The fault response to any fault consists in a change of mission state and a string of subsystem-specific actions. Either of these values may be null; it may be that the response to a fault may recommend no change in mission state or no subsystem-specific actions.

The fault response is administered via a control task called MainFaultHandler contained within MissionManager. At a high level, what it does is run a bunch of sub-tasks that each recommend a mission state to MainFaultHandler and run subsystem-specific actions. The MainFaultHandler combines these recommended mission states into a single recommendation to the MissionManager, in the following priority: - If safehold is recommended by any sub-fault handler, the MainFaultHandler recommends safehold - Otherwise, if standby is recommended by any sub-fault handler, the MainFaultHandler recommends standby - Otherwise, the MainFaultHandler makes no recommendation.

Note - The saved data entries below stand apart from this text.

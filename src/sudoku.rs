use std::collections::BTreeSet;
use std::fmt::Display;
use std::sync::Arc;
use bit_set::BitSet;
use num::integer::Roots;
use crate::core::{Error, Fingerprint, State};
use crate::solver::BfsSolver;
use crate::visited::VisitedRegistry;

pub const EMPTY_CELL: char = '.';
pub const MAX_DIMENSION: usize = 255;
const STANDARD_SYMBOLS: &str = "123456789ABCDEFGHIJKLMNOPQRSTUVWXYZ";

pub const ZERO_DIMENSION_ERROR: Error = Error::new_const("Grid dimension must be positive");
pub const OUT_OF_BOUNDS_ERROR: Error = Error::new_const("Out of bounds");
pub const ALREADY_FILLED_ERROR: Error = Error::new_const("Cell already filled");

/// The symbols 1-9 followed by A-Z, truncated to `n`.
pub fn standard_alphabet(n: usize) -> Result<BTreeSet<char>, Error> {
    if n == 0 {
        return Err(ZERO_DIMENSION_ERROR);
    } else if n > STANDARD_SYMBOLS.len() {
        return Err(Error::new(format!(
            "No standard alphabet for dimension {} (max {})", n, STANDARD_SYMBOLS.len(),
        )));
    }
    Ok(STANDARD_SYMBOLS.chars().take(n).collect())
}

/// A row, column, or sub-block of the grid.
#[derive(Debug, Clone, Copy, PartialEq, Eq)]
pub enum Group {
    Row(usize),
    Col(usize),
    Block(usize),
}

impl Display for Group {
    fn fmt(&self, f: &mut std::fmt::Formatter<'_>) -> std::fmt::Result {
        match self {
            Group::Row(r) => write!(f, "row {}", r),
            Group::Col(c) => write!(f, "col {}", c),
            Group::Block(b) => write!(f, "block {}", b),
        }
    }
}

/// Reason a grid can't be completed, as found by GridPuzzle::contradiction.
#[derive(Debug, Clone, Copy, PartialEq, Eq)]
pub enum Contradiction {
    Duplicate { symbol: char, group: Group },
    // Every symbol is already used by the cell's row, column or block.
    NoCandidates { row: usize, col: usize },
}

impl Display for Contradiction {
    fn fmt(&self, f: &mut std::fmt::Formatter<'_>) -> std::fmt::Result {
        match self {
            Contradiction::Duplicate { symbol, group } => {
                write!(f, "Duplicate value {} in {}", symbol, group)
            },
            Contradiction::NoCandidates { row, col } => {
                write!(f, "No value fits at ({}, {})", row, col)
            },
        }
    }
}

// Symbols already placed in each group, as alphabet ordinals.
struct Houses {
    rows: Vec<BitSet>,
    cols: Vec<BitSet>,
    blocks: Vec<BitSet>,
}

impl Houses {
    fn new(n: usize, has_blocks: bool) -> Self {
        let empty = || vec![BitSet::with_capacity(n); n];
        Self {
            rows: empty(),
            cols: empty(),
            blocks: if has_blocks { empty() } else { Vec::new() },
        }
    }
}

/// An N×N grid where every row, column and (when N is a perfect square)
/// every sqrt(N)×sqrt(N) block must contain each alphabet symbol exactly
/// once. Grids are immutable; filling a cell produces a new grid.
#[derive(Debug, Clone, PartialEq, Eq)]
pub struct GridPuzzle {
    n: usize,
    block: Option<usize>,
    // Row-major ordinals into `alphabet`.
    cells: Box<[Option<u8>]>,
    alphabet: Arc<[char]>,
}

impl GridPuzzle {
    pub fn new(n: usize, cells: Vec<Vec<Option<char>>>, alphabet: &BTreeSet<char>) -> Result<Self, Error> {
        if n == 0 {
            return Err(ZERO_DIMENSION_ERROR);
        } else if n > MAX_DIMENSION {
            return Err(Error::new(format!(
                "Grid dimension {} exceeds the maximum of {}", n, MAX_DIMENSION,
            )));
        } else if alphabet.len() != n {
            return Err(Error::new(format!(
                "Alphabet has {} symbols but the grid needs {}", alphabet.len(), n,
            )));
        }
        if let Some(bad) = alphabet.iter().find(|c| **c == EMPTY_CELL || c.is_whitespace()) {
            return Err(Error::new(format!("Symbol {:?} can't be used in an alphabet", bad)));
        }
        if cells.len() != n {
            return Err(Error::new(format!("Expected {} rows but got {}", n, cells.len())));
        }
        let alphabet: Arc<[char]> = alphabet.iter().copied().collect();
        let mut grid = Vec::with_capacity(n * n);
        for (r, row) in cells.iter().enumerate() {
            if row.len() != n {
                return Err(Error::new(format!(
                    "Row {} has {} cells but the grid needs {}", r, row.len(), n,
                )));
            }
            for (c, cell) in row.iter().enumerate() {
                grid.push(match cell {
                    None => None,
                    Some(sym) => match alphabet.iter().position(|a| a == sym) {
                        // n <= MAX_DIMENSION, so ordinals fit.
                        Some(ord) => Some(ord as u8),
                        None => return Err(Error::new(format!(
                            "Symbol {:?} at ({}, {}) is not in the alphabet", sym, r, c,
                        ))),
                    },
                });
            }
        }
        Ok(Self {
            n,
            block: Self::block_for(n),
            cells: grid.into_boxed_slice(),
            alphabet,
        })
    }

    pub fn empty(n: usize, alphabet: &BTreeSet<char>) -> Result<Self, Error> {
        Self::new(n, vec![vec![None; n]; n], alphabet)
    }

    /// Parse the canonical text form: one line per row, `.` for empty
    /// cells. The dimension comes from the alphabet size.
    pub fn parse(s: &str, alphabet: &BTreeSet<char>) -> Result<Self, Error> {
        let cells = s.lines()
            .map(|line| line.trim())
            .filter(|line| !line.is_empty())
            .map(|line| {
                line.chars().map(|c| if c == EMPTY_CELL { None } else { Some(c) }).collect()
            })
            .collect::<Vec<Vec<_>>>();
        Self::new(alphabet.len(), cells, alphabet)
    }

    /// Parse with the standard alphabet, inferring the dimension from the
    /// number of rows.
    pub fn parse_standard(s: &str) -> Result<Self, Error> {
        let n = s.lines().filter(|line| !line.trim().is_empty()).count();
        Self::parse(s, &standard_alphabet(n)?)
    }

    fn block_for(n: usize) -> Option<usize> {
        let root = n.sqrt();
        if root * root == n { Some(root) } else { None }
    }

    pub fn dimension(&self) -> usize {
        self.n
    }

    /// Side length of the sub-blocks, if N is a perfect square.
    pub fn block_size(&self) -> Option<usize> {
        self.block
    }

    pub fn alphabet(&self) -> &[char] {
        &self.alphabet
    }

    pub fn get(&self, row: usize, col: usize) -> Option<char> {
        if row >= self.n || col >= self.n {
            return None;
        }
        self.cells[row * self.n + col].map(|ord| self.alphabet[ord as usize])
    }

    pub fn empty_cells(&self) -> usize {
        self.cells.iter().filter(|c| c.is_none()).count()
    }

    fn first_empty(&self) -> Option<usize> {
        self.cells.iter().position(|c| c.is_none())
    }

    fn block_of(&self, row: usize, col: usize) -> Option<usize> {
        self.block.map(|b| (row / b) * b + col / b)
    }

    fn with_ordinal(&self, index: usize, ord: u8) -> Self {
        let mut cells = self.cells.clone();
        cells[index] = Some(ord);
        Self {
            n: self.n,
            block: self.block,
            cells,
            alphabet: self.alphabet.clone(),
        }
    }

    /// Copy of this grid with one more cell filled in.
    pub fn place(&self, row: usize, col: usize, symbol: char) -> Result<Self, Error> {
        if row >= self.n || col >= self.n {
            return Err(OUT_OF_BOUNDS_ERROR);
        }
        let index = row * self.n + col;
        if self.cells[index].is_some() {
            return Err(ALREADY_FILLED_ERROR);
        }
        match self.alphabet.iter().position(|a| *a == symbol) {
            Some(ord) => Ok(self.with_ordinal(index, ord as u8)),
            None => Err(Error::new(format!("Symbol {:?} is not in the alphabet", symbol))),
        }
    }

    fn houses(&self) -> Result<Houses, Contradiction> {
        let mut houses = Houses::new(self.n, self.block.is_some());
        for r in 0..self.n {
            for c in 0..self.n {
                let Some(ord) = self.cells[r * self.n + c] else {
                    continue;
                };
                let v = ord as usize;
                let dupe = |group| Contradiction::Duplicate { symbol: self.alphabet[v], group };
                if !houses.rows[r].insert(v) {
                    return Err(dupe(Group::Row(r)));
                }
                if !houses.cols[c].insert(v) {
                    return Err(dupe(Group::Col(c)));
                }
                if let Some(b) = self.block_of(r, c) {
                    if !houses.blocks[b].insert(v) {
                        return Err(dupe(Group::Block(b)));
                    }
                }
            }
        }
        Ok(houses)
    }

    fn blocked(&self, houses: &Houses, row: usize, col: usize) -> BitSet {
        let mut used = houses.rows[row].clone();
        used.union_with(&houses.cols[col]);
        if let Some(b) = self.block_of(row, col) {
            used.union_with(&houses.blocks[b]);
        }
        used
    }

    /// Symbols that could go in an empty cell without an immediate clash.
    /// Empty for filled cells, out-of-bounds cells, and grids that already
    /// contain a duplicate.
    pub fn candidates(&self, row: usize, col: usize) -> Vec<char> {
        if row >= self.n || col >= self.n || self.cells[row * self.n + col].is_some() {
            return Vec::new();
        }
        let Ok(houses) = self.houses() else {
            return Vec::new();
        };
        let used = self.blocked(&houses, row, col);
        (0..self.n).filter(|v| !used.contains(*v)).map(|v| self.alphabet[v]).collect()
    }

    /// First contradiction visible without making any further assignment:
    /// a symbol repeated within a group, or an empty cell that every symbol
    /// is locked out of by its row, column and block together. The second
    /// case covers a group whose one remaining cell needs a symbol that a
    /// crossing group already holds. Contradictions that only show up after
    /// more cells are filled are not detected.
    pub fn contradiction(&self) -> Option<Contradiction> {
        let houses = match self.houses() {
            Ok(h) => h,
            Err(c) => return Some(c),
        };
        for r in 0..self.n {
            for c in 0..self.n {
                if self.cells[r * self.n + c].is_some() {
                    continue;
                }
                if self.blocked(&houses, r, c).len() >= self.n {
                    return Some(Contradiction::NoCandidates { row: r, col: c });
                }
            }
        }
        None
    }

    /// True iff a full BFS enumeration reaches exactly one solved grid.
    pub fn has_unique_solution(&self) -> bool {
        // Unbudgeted, so the enumeration can't fail.
        self.has_unique_solution_within(None).unwrap_or(false)
    }

    /// Same as has_unique_solution(), but gives up with
    /// STEP_BUDGET_EXCEEDED once `max_steps` frontier entries are examined.
    pub fn has_unique_solution_within(&self, max_steps: Option<usize>) -> Result<bool, Error> {
        let solver = match max_steps {
            Some(n) => BfsSolver::new().with_max_steps(n),
            None => BfsSolver::new(),
        };
        let solutions = solver.all_solutions(self, &mut VisitedRegistry::new(), None)?;
        Ok(solutions.len() == 1)
    }
}

impl State for GridPuzzle {
    fn is_solved(&self) -> bool {
        self.first_empty().is_none() && self.houses().is_ok()
    }

    fn fail_fast(&self) -> bool {
        self.contradiction().is_some()
    }

    fn extensions(&self) -> Vec<Self> {
        match self.first_empty() {
            Some(index) => (0..self.n).map(|ord| self.with_ordinal(index, ord as u8)).collect(),
            None => Vec::new(),
        }
    }

    fn fingerprint(&self) -> Fingerprint {
        Fingerprint::new(self.to_string())
    }
}

impl Display for GridPuzzle {
    fn fmt(&self, f: &mut std::fmt::Formatter<'_>) -> Result<(), std::fmt::Error> {
        for row in self.cells.chunks(self.n) {
            for cell in row {
                match cell {
                    Some(ord) => write!(f, "{}", self.alphabet[*ord as usize])?,
                    None => write!(f, "{}", EMPTY_CELL)?,
                }
            }
            writeln!(f)?;
        }
        Ok(())
    }
}

pub fn four_standard_parse(s: &str) -> Result<GridPuzzle, Error> {
    GridPuzzle::parse(s, &standard_alphabet(4)?)
}

pub fn nine_standard_parse(s: &str) -> Result<GridPuzzle, Error> {
    GridPuzzle::parse(s, &standard_alphabet(9)?)
}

All fault response control tasks derive from a class called FaultHandlerMachine, whose inheritance diagram is shown below:

Fault handler machine inheritance UML diagram

Diagram depicting the fault handler machine classes.

The core of all of these tasks is that they return a fault_response_t, which has value either none, standby, or safehold, corresponding to each possible recommended mission state by a fault handler. QuakeFaultMachine and PiksiFaultMachine implement this interface along with an internal state machine to keep track of their fault state, as described above. MainFaultHandler implements this interface as well.

For responding to simple fault detections, such as those captured by the Fault class, we’ve created the SimpleFaultHandler interface. It accepts a pointer to a Fault object, a set of mission states during which the fault handler responds to the fault (which we call active states), and the fault handler’s recommendation upon detecting a fault.

The SimpleFaultHandler is an interface because it leaves its execute() function undefined, choosing instead to implement a function called determine_recommended_state(). This function produces the fault handler’s recommended mission state as a function of the current mission state, the fault handler’s “active states”, and the state of the fault object. Subclasses of SimpleFaultHandler implement subsystem-specific actions in response to the fault. SuperSimpleFaultHandler, for example, implements no subsystem-specific response. PropOverpressuredFaultHandler, on the other hand, is a specialization that causes the propulsion tank to vent its propellant in order to relieve the pressure.

As depicted, the MainFaultHandler contains a few SuperSimpleFaultHandler`s (for ADCS, power, and propulsion failure-to-pressurize faults), a `PropOverpressuredFaultHandler, a QuakeFaultHandler, and a PiksiFaultHandler. It runs all of its sub-tasks in order to administer the satellite’s fault response.

For the purpose of unit testing, we also have a FaultHandlerMachineMock that a tester can use to manually inject any kind of recommended mission state. It executes no subsystem-specific actions.